I'm using the script below to quantize the activation and weights of a toy linear model and want to export it using torch.export.export. but I run into NotImplementedError: UserDefinedObjectVariable(QuantizeTensorToFloat8Kwargs). Based on my investigation, QuantizeTensorToFloat8Kwargs is a dataclass inheriting from QuantizeTensorKwargs(abc.ABC). Dynamo has no special handling for dataclass and it falls through to the generic UserDefinedObjectVariable, whose as_proxy() hits the base NotImplementedError. Is there a recommendation on how I can work around this issue?

# Based on https://github.com/pytorch/ao/blob/main/tutorials/developer_api_guide/my_dtype_tensor_subclass.py
import torch
import torchao
from torchao.quantization import quantize_, Float8DynamicActivationFloat8WeightConfig, PerRow
from torchao.quantization.quantize_.workflows import Float8Tensor

class Float8TensorNonDecomposed(Float8Tensor):
    """Float8Tensor with non-decomposed dequantize"""
    @classmethod
    def from_float8_tensor(cls, tensor: Float8Tensor) -> "Float8TensorNonDecomposed":
        """Convert a Float8Tensor to Float8TensorNonDecomposed by copying its internals."""
        tensor_data, tensor_attrs = tensor.__tensor_flatten__()
        tensor_data_dict = {name: getattr(tensor, name) for name in tensor_data}
        print(tensor_attrs)
        return cls.__tensor_unflatten__(
            tensor_data_dict, tensor_attrs, tensor.shape, tensor.stride()
        )

    def dequantize(self, output_dtype=None):
        if output_dtype is None:
            output_dtype = torch.float16
        return torch.ops.torchao.dequantize_affine_float8_non_decomposed.default(
            self.qdata, self.scale, output_dtype
        )

class linear_model(torch.nn.Module):
    def __init__(self) -> None:
        super().__init__()
        self.linear = torch.nn.Linear(16, 32)
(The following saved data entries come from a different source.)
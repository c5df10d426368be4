//! The library handle.
//!
//! An [`Engine`] owns a configuration snapshot and turns source text into
//! ready-to-run [`Vm`] instances. There is no process-wide state: every
//! registry a VM consults (functions, constants, stream devices) belongs to
//! that VM, seeded from the engine's configuration at compile time.

use crate::{error::CompileError, compile, vm::Vm};

/// Default maximum function recursion depth.
pub const DEFAULT_MAX_RECURSION: usize = 32;

/// Engine-level configuration, snapshotted into each compiled VM.
#[derive(Debug, Clone)]
pub struct Config {
    /// Maximum function recursion depth (default 32).
    pub max_recursion: usize,
    /// Whether runtime errors are reported to the error consumer.
    pub error_reporting: bool,
    /// Directories searched by `include`/`import` for relative paths.
    pub import_paths: Vec<String>,
}

impl Default for Config {
    fn default() -> Self {
        Self {
            max_recursion: DEFAULT_MAX_RECURSION,
            error_reporting: false,
            import_paths: Vec::new(),
        }
    }
}

/// Factory for virtual machines.
#[derive(Debug, Default)]
pub struct Engine {
    config: Config,
}

impl Engine {
    #[must_use]
    pub fn new() -> Self {
        Self::default()
    }

    #[must_use]
    pub fn with_config(config: Config) -> Self {
        Self { config }
    }

    /// Mutable access to the configuration used by subsequent compiles.
    pub fn config_mut(&mut self) -> &mut Config {
        &mut self.config
    }

    /// Compiles `source` into a VM ready for [`Vm::exec`].
    ///
    /// `file_name` tags error reports; pass an empty string for anonymous
    /// buffers. On failure the accumulated diagnostics come back (at most
    /// the compile-error cap).
    pub fn compile(&self, file_name: &str, source: &str) -> Result<Vm, Vec<CompileError>> {
        let output = compile::compile_source(source, Vec::new(), 0)?;
        Ok(Vm::assemble(file_name.to_string(), output, &self.config))
    }
}

#[cfg(test)]
mod tests {
    use super::*;

    #[test]
    fn compile_reports_syntax_errors() {
        let engine = Engine::new();
        let err = engine.compile("bad.jx9", "$x = ;").unwrap_err();
        assert!(!err.is_empty());
    }

    #[test]
    fn compile_accepts_empty_program() {
        let engine = Engine::new();
        assert!(engine.compile("empty.jx9", "").is_ok());
    }
}
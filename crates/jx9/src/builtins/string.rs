//! String builtins: length, slicing, case mapping, trimming, search,
//! joining and splitting.
//!
//! Strings are byte buffers; positions and lengths count bytes, with the
//! usual negative-offset conventions on `substr`.

use crate::{
    object::Object,
    value::Value,
    vm::{CallContext, FnResult, Vm},
};

pub(super) fn install(vm: &mut Vm) {
    vm.register_function("strlen", strlen);
    vm.register_function("substr", substr);
    vm.register_function("trim", |ctx| trimmed(ctx, true, true));
    vm.register_function("ltrim", |ctx| trimmed(ctx, true, false));
    vm.register_function("rtrim", |ctx| trimmed(ctx, false, true));
    vm.register_function("strtoupper", strtoupper);
    vm.register_function("strtolower", strtolower);
    vm.register_function("str_repeat", str_repeat);
    vm.register_function("strpos", strpos);
    vm.register_function("implode", implode);
    vm.register_function("explode", explode);
}

fn strlen(ctx: &mut CallContext<'_>) -> FnResult {
    let len = i64::try_from(ctx.arg_str(0).len()).unwrap_or(i64::MAX);
    ctx.result_int(len);
    FnResult::Ok
}

/// `substr(str, start [, length])`: negative start counts from the end,
/// negative length drops that many trailing bytes. Returns false when the
/// start lies past the end.
fn substr(ctx: &mut CallContext<'_>) -> FnResult {
    let s = ctx.arg_str(0);
    let len = i64::try_from(s.len()).unwrap_or(i64::MAX);
    // Offsets and lengths are arbitrary script integers: every step clamps
    // so that extreme arguments cannot overflow the arithmetic.
    let mut start = ctx.arg_int(1);
    if start < 0 {
        start = len.saturating_add(start).max(0);
    }
    if start >= len {
        ctx.result_bool(false);
        return FnResult::Ok;
    }
    let mut take = if ctx.arg_count() > 2 { ctx.arg_int(2) } else { len - start };
    if take < 0 {
        take = (len - start).saturating_add(take).max(0);
    }
    let end = start.saturating_add(take).min(len);
    let start = usize::try_from(start).expect("bounded by the string length");
    let end = usize::try_from(end).expect("bounded by the string length");
    match s.get(start..end) {
        Some(slice) => ctx.result_string(slice),
        // Byte positions splitting a multibyte character: degrade gracefully.
        None => ctx.result_bool(false),
    }
    FnResult::Ok
}

fn trimmed(ctx: &mut CallContext<'_>, left: bool, right: bool) -> FnResult {
    let s = ctx.arg_str(0);
    let out = match (left, right) {
        (true, true) => s.trim(),
        (true, false) => s.trim_start(),
        _ => s.trim_end(),
    };
    ctx.result_string(out);
    FnResult::Ok
}

fn strtoupper(ctx: &mut CallContext<'_>) -> FnResult {
    let s = ctx.arg_str(0).to_ascii_uppercase();
    ctx.result_string(&s);
    FnResult::Ok
}

fn strtolower(ctx: &mut CallContext<'_>) -> FnResult {
    let s = ctx.arg_str(0).to_ascii_lowercase();
    ctx.result_string(&s);
    FnResult::Ok
}

fn str_repeat(ctx: &mut CallContext<'_>) -> FnResult {
    let s = ctx.arg_str(0);
    let times = usize::try_from(ctx.arg_int(1).max(0)).unwrap_or(0);
    // Bounded to keep a hostile count from exhausting memory.
    let times = times.min(1_000_000 / s.len().max(1));
    ctx.result_string(&s.repeat(times));
    FnResult::Ok
}

/// Byte offset of the first occurrence, or false when absent.
fn strpos(ctx: &mut CallContext<'_>) -> FnResult {
    let haystack = ctx.arg_str(0);
    let needle = ctx.arg_str(1);
    if needle.is_empty() {
        ctx.result_bool(false);
        return FnResult::Ok;
    }
    match haystack.find(&needle) {
        Some(at) => ctx.result_int(i64::try_from(at).unwrap_or(0)),
        None => ctx.result_bool(false),
    }
    FnResult::Ok
}

/// `implode(glue, array)`: joins the string images of the entries.
fn implode(ctx: &mut CallContext<'_>) -> FnResult {
    let glue = ctx.arg_str(0);
    let Some(Value::Map(id)) = ctx.arg(1) else {
        ctx.result_string(&ctx.arg_str(1));
        return FnResult::Ok;
    };
    let id = *id;
    let mut out = String::new();
    let mut first = true;
    let images: Vec<String> = ctx
        .vm
        .heap
        .get(id)
        .values()
        .map(|v| v.to_display(&ctx.vm.heap))
        .collect();
    for image in images {
        if !first {
            out.push_str(&glue);
        }
        first = false;
        out.push_str(&image);
    }
    ctx.result_string(&out);
    FnResult::Ok
}

/// `explode(separator, str)`: splits into an array of pieces. An empty
/// separator yields false.
fn explode(ctx: &mut CallContext<'_>) -> FnResult {
    let sep = ctx.arg_str(0);
    let s = ctx.arg_str(1);
    if sep.is_empty() {
        ctx.result_bool(false);
        return FnResult::Ok;
    }
    let pieces: Vec<Object> = s.split(&sep).map(Object::from).collect();
    ctx.result_object(&Object::Array(pieces));
    FnResult::Ok
}
//! Value-system properties observed through whole scripts: equality
//! behavior, JSON round trips, hashmap sharing.

use jx9::Engine;
use pretty_assertions::assert_eq;

fn run(src: &str) -> String {
    let engine = Engine::new();
    let mut vm = engine.compile("test.jx9", src).expect("script compiles");
    vm.collect_output();
    vm.exec();
    String::from_utf8(vm.take_output().expect("collection enabled")).expect("utf8 output")
}

#[test]
fn loose_equality_is_not_transitive() {
    assert_eq!(run(r#"print ("0" == 0) ? "t" : "f";"#), "t");
    assert_eq!(run(r#"print (0 == "") ? "t" : "f";"#), "t");
    assert_eq!(run(r#"print ("0" == "") ? "t" : "f";"#), "f");
}

#[test]
fn strict_equality_requires_matching_types() {
    assert_eq!(run(r#"print (1 === 1.0) ? "t" : "f";"#), "f");
    assert_eq!(run(r#"print (1 == 1.0) ? "t" : "f";"#), "t");
    assert_eq!(run(r#"print ("5" === 5) ? "t" : "f";"#), "f");
    assert_eq!(run(r#"print (null === null) ? "t" : "f";"#), "t");
}

#[test]
fn null_pairs_with_the_empty_map() {
    assert_eq!(run(r#"print (null == []) ? "t" : "f";"#), "t");
    assert_eq!(run(r#"print (null == [1]) ? "t" : "f";"#), "f");
    assert_eq!(run(r#"print (null === []) ? "t" : "f";"#), "f");
}

#[test]
fn relational_comparisons_promote_numerically() {
    assert_eq!(run(r#"print ("10" > 9) ? "t" : "f";"#), "t");
    assert_eq!(run(r#"print ("abc" < "abd") ? "t" : "f";"#), "t");
    // Shorter string is less when it is a prefix of the longer one.
    assert_eq!(run(r#"print ("ab" < "abc") ? "t" : "f";"#), "t");
}

#[test]
fn map_comparison_is_deep_and_ordered() {
    assert_eq!(run(r#"print ({a:1, b:[2]} == {a:1, b:[2]}) ? "t" : "f";"#), "t");
    assert_eq!(run(r#"print ({a:1} == {a:2}) ? "t" : "f";"#), "f");
    assert_eq!(run(r#"print ([1,2] == [1,2,3]) ? "t" : "f";"#), "f");
}

#[test]
fn json_round_trip_is_strictly_structural() {
    let src = r#"
        $v = json_decode('{"k":[1,"s",true,null],"n":{"x":"y"}}');
        $w = json_decode(json_encode($v));
        print ($v === $w) ? "same" : "diff";
    "#;
    assert_eq!(run(src), "same");
}

#[test]
fn json_decode_rejects_malformed_input() {
    assert_eq!(run(r#"print (json_decode('{"unclosed":') === null) ? "null" : "x";"#), "null");
}

#[test]
fn maps_share_by_reference() {
    let src = r#"
        $a = {n: 1};
        $b = $a;
        $b.n = 2;
        print $a.n;
    "#;
    assert_eq!(run(src), "2");
}

#[test]
fn foreach_values_share_nested_maps() {
    let src = r#"
        $rows = [{n: 1}];
        foreach($rows as $row){ $row.n = 9; }
        print $rows[0].n;
    "#;
    assert_eq!(run(src), "9");
}

#[test]
fn map_union_prefers_the_left_operand() {
    assert_eq!(run("print json_encode([1,2] + [9,8,7]);"), "[1,2,7]");
    assert_eq!(run("print json_encode({a:1} + {a:2, b:3});"), r#"{"a":1,"b":3}"#);
}

#[test]
fn real_formatting_uses_fifteen_significant_digits() {
    assert_eq!(run("print 0.5;"), "0.5");
    assert_eq!(run("print 1.0e20;"), "1e+20");
    // Exact real results demote to integers.
    assert_eq!(run("print 1.5 + 0.5;"), "2");
    assert_eq!(run("print 7 / 2;"), "3.5");
}

#[test]
fn string_number_addition_examples() {
    assert_eq!(run(r#"print "10" + 5;"#), "15");
    assert_eq!(run(r#"print "1.5" + "1.5";"#), "3");
    assert_eq!(run(r#"print "junk" + 1;"#), "1");
}

#[test]
fn bool_and_null_images() {
    assert_eq!(run("print true;"), "true");
    assert_eq!(run("print false;"), "false");
    assert_eq!(run("print null; print 'x';"), "x");
}

#[test]
fn type_reflection_builtins() {
    assert_eq!(run("print gettype(1.5);"), "float");
    assert_eq!(run("print gettype([]);"), "JSON Array");
    assert_eq!(run("print gettype({});"), "JSON Object");
    assert_eq!(run("print sizeof({a:1, b:2});"), "2");
    assert_eq!(run(r#"print is_numeric("1.5e3") ? "t" : "f";"#), "t");
    assert_eq!(run(r#"print is_numeric("3 apples") ? "t" : "f";"#), "f");
}

#[test]
fn dump_shows_type_and_contents() {
    assert_eq!(run("dump(5);"), "int(5)\n");
    assert_eq!(run("dump('abc');"), "string(3 'abc')\n");
    assert_eq!(run("dump([1,2]);"), "JSON Array(2 [1,2])\n");
    assert_eq!(run("dump(null);"), "null\n");
}

#[test]
fn numeric_string_keys_alias_integer_keys() {
    let src = r#"
        $a = [];
        $a["7"] = "x";
        print $a[7];
    "#;
    assert_eq!(run(src), "x");
}

#[test]
fn append_form_uses_next_free_index() {
    let src = r#"
        $a = [];
        $a[] = "first";
        $a[9] = "gap";
        $a[] = "after";
        print json_encode($a);
    "#;
    assert_eq!(run(src), r#"["first","gap","after"]"#);
}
    def forward(self, x: torch.Tensor) -> torch.Tensor:
        return self.linear(x)

def convert_float8_to_float8_non_decomposed(model: torch.nn.Module) -> torch.nn.Module:
    """Convert all Float8Tensor parameters in the model to Float8TensorNonDecomposed."""
    for name, module in model.named_modules():
        for param_name, param in list(module.named_parameters(recurse=False)):
            if isinstance(param, Float8Tensor):
                print(f"[DEBUG] converting {name}.{param_name} to Float8TensorNonDecomposed")
                new_param = torch.nn.Parameter(
                    Float8TensorNonDecomposed.from_float8_tensor(param),
                    requires_grad=param.requires_grad
                )
                setattr(module, param_name, new_param)
    return torchao.utils.unwrap_tensor_subclass(model)

def main():
    # initialize the model
    model = linear_model().eval().to(torch.bfloat16).cuda()
    input = torch.randn(1, 16).to(torch.bfloat16).cuda()

    # quantize the model
    quant_config = Float8DynamicActivationFloat8WeightConfig(granularity=PerRow())
    quantize_(model, quant_config)

    model = convert_float8_to_float8_non_decomposed(model)

    exp_program = torch.export.export(model, (input,), strict=True)
    exp_program.graph_module.print_readable()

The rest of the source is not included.